◆ **Stored data**:
----

//! Table components for data display
//!
//! Financial-statement table: metrics down the side, reporting periods
//! across the top, newest first as delivered by the backend.

use crate::api::FinancialPeriod;
use crate::theme::Theme;
use gpui::*;

/// How many reporting periods the table shows
pub const MAX_PERIODS: usize = 5;

/// Format a large value into a compact human form (1.23T / 4.56B / 7.89M)
pub fn format_compact(value: f64) -> String {
    let abs = value.abs();
    if abs >= 1e12 {
        format!("{:.2}T", value / 1e12)
    } else if abs >= 1e9 {
        format!("{:.2}B", value / 1e9)
    } else if abs >= 1e6 {
        format!("{:.2}M", value / 1e6)
    } else {
        format!("{:.0}", value)
    }
}

/// Financial statement table over a fixed metric list
pub struct FinancialsTable<'a> {
    periods: &'a [FinancialPeriod],
    metrics: &'a [&'a str],
}

impl<'a> FinancialsTable<'a> {
    pub fn new(periods: &'a [FinancialPeriod], metrics: &'a [&'a str]) -> Self {
        Self { periods, metrics }
    }

    pub fn render(self, theme: &Theme) -> Div {
        let shown: Vec<&FinancialPeriod> = self.periods.iter().take(MAX_PERIODS).collect();

        div()
            .flex()
            .flex_col()
            .rounded(px(8.0))
            .border_1()
            .border_color(theme.border)
            .overflow_hidden()
            // Header row: metric column + period dates
            .child(
                div()
                    .flex()
                    .bg(theme.card_bg_elevated)
                    .border_b_1()
                    .border_color(theme.border)
                    .child(header_cell("Metric".to_string(), 180.0, theme))
                    .children(
                        shown
                            .iter()
                            .map(|p| header_cell(p.date.clone(), 120.0, theme)),
                    ),
            )
            // One row per metric
            .children(self.metrics.iter().enumerate().map(|(i, metric)| {
                let row = div()
                    .flex()
                    .child(
                        div()
                            .w(px(180.0))
                            .px(px(12.0))
                            .py(px(10.0))
                            .text_size(px(12.0))
                            .font_weight(FontWeight::MEDIUM)
                            .text_color(theme.text_secondary)
                            .child(metric.to_string()),
                    )
                    .children(shown.iter().map(|p| {
                        let text = p
                            .metric(metric)
                            .map(format_compact)
                            .unwrap_or_else(|| "—".to_string());
                        div()
                            .w(px(120.0))
                            .px(px(12.0))
                            .py(px(10.0))
                            .text_size(px(12.0))
                            .text_color(theme.text)
                            .child(text)
                    }));

                if i % 2 == 1 {
                    row.bg(theme.card_bg_elevated.opacity(0.5))
                } else {
                    row
                }
            }))
    }
}

fn header_cell(text: String, width: f32, theme: &Theme) -> Div {
    div()
        .w(px(width))
        .px(px(12.0))
        .py(px(10.0))
        .text_size(px(11.0))
        .font_weight(FontWeight::SEMIBOLD)
        .text_color(theme.text_muted)
        .child(text)
}
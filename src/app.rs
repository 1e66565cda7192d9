//! Main application state and rendering for the Meridian GUI

use crate::api::MeridianClient;
use crate::macro_view::MacroView;
use crate::news::NewsView;
use crate::stock::StockView;
use crate::theme::Theme;
use gpui::prelude::*;
use gpui::*;
use std::sync::Arc;

/// Loading state for async data
#[derive(Debug, Clone, Default, PartialEq)]
pub enum LoadingState<T> {
    #[default]
    NotStarted,
    Loading,
    Loaded(T),
    Error(String),
}

impl<T> LoadingState<T> {
    pub fn is_loading(&self) -> bool {
        matches!(self, LoadingState::Loading)
    }

    #[allow(dead_code)]
    pub fn is_loaded(&self) -> bool {
        matches!(self, LoadingState::Loaded(_))
    }

    #[allow(dead_code)]
    pub fn is_error(&self) -> bool {
        matches!(self, LoadingState::Error(_))
    }

    #[allow(dead_code)]
    pub fn as_loaded(&self) -> Option<&T> {
        match self {
            LoadingState::Loaded(data) => Some(data),
            _ => None,
        }
    }
}

/// Available views in the application
#[derive(Debug, Clone, Copy, PartialEq, Eq, Default)]
pub enum ActiveView {
    #[default]
    Briefing,
    Macro,
    Stock,
}

impl ActiveView {
    pub fn label(&self) -> &'static str {
        match self {
            ActiveView::Briefing => "Daily Briefing",
            ActiveView::Macro => "Macro Indicators",
            ActiveView::Stock => "Stock Analysis",
        }
    }

    pub fn all() -> &'static [ActiveView] {
        &[ActiveView::Briefing, ActiveView::Macro, ActiveView::Stock]
    }
}

/// Main application state
pub struct MeridianApp {
    active_view: ActiveView,
    theme: Theme,
    api_client: Arc<MeridianClient>,

    news: Entity<NewsView>,
    macro_view: Entity<MacroView>,
    stock: Entity<StockView>,
}

impl MeridianApp {
    pub fn new(cx: &mut Context<Self>) -> Self {
        let api_client = MeridianClient::new_shared();
        let theme = Theme::dark();

        let news = cx.new(|cx| NewsView::new(api_client.clone(), theme.clone(), cx));
        let macro_view = cx.new(|cx| MacroView::new(api_client.clone(), theme.clone(), cx));
        let stock = cx.new(|cx| StockView::new(api_client.clone(), theme.clone(), cx));

        Self {
            active_view: ActiveView::default(),
            theme,
            api_client,
            news,
            macro_view,
            stock,
        }
    }

    pub fn set_active_view(&mut self, view: ActiveView, cx: &mut Context<Self>) {
        self.active_view = view;
        cx.notify();
    }
}

impl Render for MeridianApp {
    fn render(&mut self, _window: &mut Window, cx: &mut Context<Self>) -> impl IntoElement {
        let theme = &self.theme;

        div()
            .size_full()
            .flex()
            .flex_row()
            .bg(theme.background)
            .text_color(theme.text)
            .font_family("Inter")
            .child(self.render_sidebar(cx))
            .child(
                div().flex_1().h_full().child(match self.active_view {
                    ActiveView::Briefing => self.news.clone().into_any_element(),
                    ActiveView::Macro => self.macro_view.clone().into_any_element(),
                    ActiveView::Stock => self.stock.clone().into_any_element(),
                }),
            )
    }
}

impl MeridianApp {
    fn render_sidebar(&self, cx: &mut Context<Self>) -> Div {
        let theme = &self.theme;

        div()
            .w(px(240.0))
            .h_full()
            .flex()
            .flex_col()
            .bg(theme.sidebar_bg)
            .border_r_1()
            .border_color(theme.border_subtle)
            .child(self.render_logo())
            .child(self.render_nav_items(cx))
            .child(div().flex_grow())
            .child(self.render_backend_line())
    }

    fn render_logo(&self) -> Div {
        let theme = &self.theme;

        div()
            .px(px(20.0))
            .py(px(22.0))
            .flex()
            .items_center()
            .gap(px(12.0))
            .border_b_1()
            .border_color(theme.border_subtle)
            .mb(px(8.0))
            .child(
                div()
                    .size(px(38.0))
                    .bg(theme.accent)
                    .rounded(px(10.0))
                    .flex()
                    .items_center()
                    .justify_center()
                    .child(
                        div()
                            .text_size(px(19.0))
                            .font_weight(FontWeight::BLACK)
                            .text_color(hsla(0.0, 0.0, 1.0, 0.95))
                            .child("M"),
                    ),
            )
            .child(
                div()
                    .flex()
                    .flex_col()
                    .gap(px(2.0))
                    .child(
                        div()
                            .text_size(px(17.0))
                            .font_weight(FontWeight::BOLD)
                            .text_color(theme.text)
                            .child("Meridian"),
                    )
                    .child(
                        div()
                            .text_size(px(11.0))
                            .text_color(theme.text_dimmed)
                            .child("Market Intelligence"),
                    ),
            )
    }

    fn render_nav_items(&self, cx: &mut Context<Self>) -> Div {
        let theme = &self.theme;

        div()
            .flex()
            .flex_col()
            .gap(px(2.0))
            .px(px(12.0))
            .py(px(12.0))
            .child(
                div()
                    .text_size(px(10.0))
                    .font_weight(FontWeight::SEMIBOLD)
                    .text_color(theme.text_dimmed)
                    .px(px(12.0))
                    .mb(px(8.0))
                    .child("NAVIGATION"),
            )
            .children(ActiveView::all().iter().map(|view| {
                let view = *view;
                let active = view == self.active_view;
                div()
                    .id(SharedString::from(format!("nav-{}", view.label())))
                    .px(px(12.0))
                    .py(px(9.0))
                    .rounded(px(6.0))
                    .cursor_pointer()
                    .bg(if active {
                        theme.accent_subtle
                    } else {
                        transparent_black()
                    })
                    .hover(|s| s.bg(theme.hover_bg))
                    .on_click(cx.listener(move |this, _, _, cx| {
                        this.set_active_view(view, cx);
                    }))
                    .child(
                        div()
                            .text_size(px(13.0))
                            .font_weight(if active {
                                FontWeight::SEMIBOLD
                            } else {
                                FontWeight::NORMAL
                            })
                            .text_color(if active { theme.accent } else { theme.text_secondary })
                            .child(view.label()),
                    )
            }))
    }

    fn render_backend_line(&self) -> Div {
        let theme = &self.theme;

        div()
            .px(px(20.0))
            .py(px(14.0))
            .border_t_1()
            .border_color(theme.border_subtle)
            .child(
                div()
                    .text_size(px(10.0))
                    .text_color(theme.text_dimmed)
                    .child(self.api_client.base_url().to_string()),
            )
    }
}
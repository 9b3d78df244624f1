//! Observability module for Harbor.
//!
//! Provides logging initialization and the Prometheus metrics endpoint.

use crate::config::ObservabilityConfig;
use crate::error::{HarborError, Result};
use metrics::{counter, gauge};
use metrics_exporter_prometheus::PrometheusBuilder;
use tokio::net::TcpListener;
use tracing::info;
use tracing_subscriber::{fmt, prelude::*, EnvFilter};

/// Initialize observability (logging and metrics).
pub fn init(config: &ObservabilityConfig) -> Result<()> {
    let filter =
        EnvFilter::try_from_default_env().unwrap_or_else(|_| EnvFilter::new(&config.log_level));

    let subscriber = tracing_subscriber::registry().with(filter);

    if config.json_logs {
        subscriber
            .with(fmt::layer().json())
            .try_init()
            .map_err(|e| HarborError::Internal(format!("Failed to init logging: {}", e)))?;
    } else {
        subscriber
            .with(fmt::layer())
            .try_init()
            .map_err(|e| HarborError::Internal(format!("Failed to init logging: {}", e)))?;
    }

    info!("Observability initialized");
    Ok(())
}

/// Run the Prometheus metrics server.
pub async fn run_metrics_server(config: ObservabilityConfig) -> Result<()> {
    let builder = PrometheusBuilder::new();

    let handle = builder
        .install_recorder()
        .map_err(|e| HarborError::Internal(format!("Failed to install metrics recorder: {}", e)))?;

    register_metrics();

    let app = axum::Router::new()
        .route(
            "/metrics",
            axum::routing::get(move || async move { handle.render() }),
        )
        .route("/health", axum::routing::get(|| async { "OK" }));

    let listener = TcpListener::bind(config.metrics_addr).await?;
    info!(addr = %config.metrics_addr, "Metrics server listening");

    axum::serve(listener, app)
        .await
        .map_err(|e| HarborError::Internal(e.to_string()))?;

    Ok(())
}

/// Register standard metrics.
fn register_metrics() {
    // Placement metrics
    gauge!("harbor_owned_shards").set(0.0);
    gauge!("harbor_cluster_nodes").set(0.0);

    // Job pipeline metrics
    counter!("harbor_jobs_created_total").absolute(0);
    counter!("harbor_jobs_processed_total").absolute(0);
    counter!("harbor_jobs_failed_total").absolute(0);
    counter!("harbor_jobs_poison_total").absolute(0);

    // Mover metrics
    counter!("harbor_artifacts_moved_total").absolute(0);
    counter!("harbor_artifact_moves_failed_total").absolute(0);
}

/// Update placement gauges after ownership is computed.
pub fn update_placement_metrics(owned_shards: usize, cluster_nodes: usize) {
    gauge!("harbor_owned_shards").set(owned_shards as f64);
    gauge!("harbor_cluster_nodes").set(cluster_nodes as f64);
}

/// Record a created job.
pub fn record_job_created() {
    counter!("harbor_jobs_created_total").increment(1);
}
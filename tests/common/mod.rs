//! Common test utilities for integration tests.
//!
//! A [`TestCluster`] runs several simulated nodes in one process. The nodes
//! share a single in-memory substrate standing in for the replicated
//! backend, while each node gets its own durable store through a node view,
//! like its own disk.

use harbor::jobs::{JobsManager, PassthroughTranscoder};
use harbor::mover::LongTermMover;
use harbor::placement::{RendezvousDecider, Sharder};
use harbor::registry::ClusterRegistry;
use harbor::substrate::{MemorySubstrate, NodeView};
use harbor::types::NodeId;
use std::sync::Arc;
use std::time::Duration;
use tokio::sync::watch;
use tokio::task::JoinHandle;

pub const NAMESPACE: &str = "testnet";
pub const WORKERS_PER_NODE: usize = 2;
pub const ACK_WAIT: Duration = Duration::from_secs(30);

/// One simulated node: decider, pipeline services, and a node-local view
/// of the shared substrate.
pub struct TestNode {
    pub id: NodeId,
    pub decider: Arc<RendezvousDecider>,
    pub manager: Arc<JobsManager>,
    pub substrate: Arc<NodeView>,
    shutdown_tx: watch::Sender<bool>,
    handles: Vec<JoinHandle<()>>,
}

impl TestNode {
    async fn start(
        shared: &Arc<MemorySubstrate>,
        id: NodeId,
        peers: Vec<NodeId>,
        replication_factor: usize,
        suffix_len: usize,
    ) -> Self {
        let substrate = shared.node_view();
        let decider = Arc::new(RendezvousDecider::new(
            NAMESPACE,
            replication_factor,
            id.clone(),
            peers,
            Sharder::new(suffix_len),
        ));

        let registry = ClusterRegistry::new(NAMESPACE, id.clone(), substrate.as_ref());
        registry
            .set_host_and_shards_for_node(
                format!("https://{}.example.com", id),
                decider.owned_shards(),
            )
            .await
            .expect("registry write");

        let manager = JobsManager::new(
            NAMESPACE,
            id.as_str(),
            substrate.as_ref(),
            Arc::new(PassthroughTranscoder),
            ACK_WAIT,
        );

        let (shutdown_tx, shutdown_rx) = watch::channel(false);
        let mut handles = manager.start_workers(WORKERS_PER_NODE, shutdown_rx.clone());

        let monitor = manager.monitor().clone();
        let monitor_shutdown = shutdown_rx.clone();
        handles.push(tokio::spawn(async move {
            monitor.run(monitor_shutdown).await.expect("monitor loop");
        }));

        let mover = LongTermMover::new(decider.clone(), substrate.as_ref());
        handles.push(tokio::spawn(async move {
            mover.run(shutdown_rx).await.expect("mover loop");
        }));

        Self {
            id,
            decider,
            manager,
            substrate,
            shutdown_tx,
            handles,
        }
    }

    pub async fn shutdown(self) {
        let _ = self.shutdown_tx.send(true);
        for handle in self.handles {
            handle.await.expect("service task");
        }
    }
}

/// A whole simulated cluster over one shared substrate.
pub struct TestCluster {
    pub substrate: Arc<MemorySubstrate>,
    pub nodes: Vec<TestNode>,
}

impl TestCluster {
    pub async fn start(node_count: usize, replication_factor: usize, suffix_len: usize) -> Self {
        let substrate = MemorySubstrate::new();
        let peers: Vec<NodeId> = (0..node_count)
            .map(|i| NodeId::new(format!("0xnode{:02}", i)))
            .collect();

        let mut nodes = Vec::new();
        for id in &peers {
            nodes.push(
                TestNode::start(
                    &substrate,
                    id.clone(),
                    peers.clone(),
                    replication_factor,
                    suffix_len,
                )
                .await,
            );
        }

        Self { substrate, nodes }
    }

    pub fn node(&self, i: usize) -> &TestNode {
        &self.nodes[i]
    }

    pub async fn shutdown(self) {
        for node in self.nodes {
            node.shutdown().await;
        }
    }
}

/// Poll `check` until it returns true or the timeout lapses.
pub async fn wait_until<F: Fn() -> bool>(timeout: Duration, check: F) -> bool {
    let deadline = tokio::time::Instant::now() + timeout;
    loop {
        if check() {
            return true;
        }
        if tokio::time::Instant::now() >= deadline {
            return false;
        }
        tokio::time::sleep(Duration::from_millis(10)).await;
    }
}

/// Async variant of [`wait_until`] for checks that must await.
pub async fn wait_until_async<F, Fut>(timeout: Duration, check: F) -> bool
where
    F: Fn() -> Fut,
    Fut: std::future::Future<Output = bool>,
{
    let deadline = tokio::time::Instant::now() + timeout;
    loop {
        if check().await {
            return true;
        }
        if tokio::time::Instant::now() >= deadline {
            return false;
        }
        tokio::time::sleep(Duration::from_millis(10)).await;
    }
}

----

◆ **What you will do**:
Wherever a line of the records above contains the string "HarborError", copy that line out.

◆ **Written response**:
use crate::error::{HarborError, Result};
            .map_err(|e| HarborError::Internal(format!("Failed to init logging: {}", e)))?;
            .map_err(|e| HarborError::Internal(format!("Failed to init logging: {}", e)))?;
        .map_err(|e| HarborError::Internal(format!("Failed to install metrics recorder: {}", e)))?;
        .map_err(|e| HarborError::Internal(e.to_string()))?;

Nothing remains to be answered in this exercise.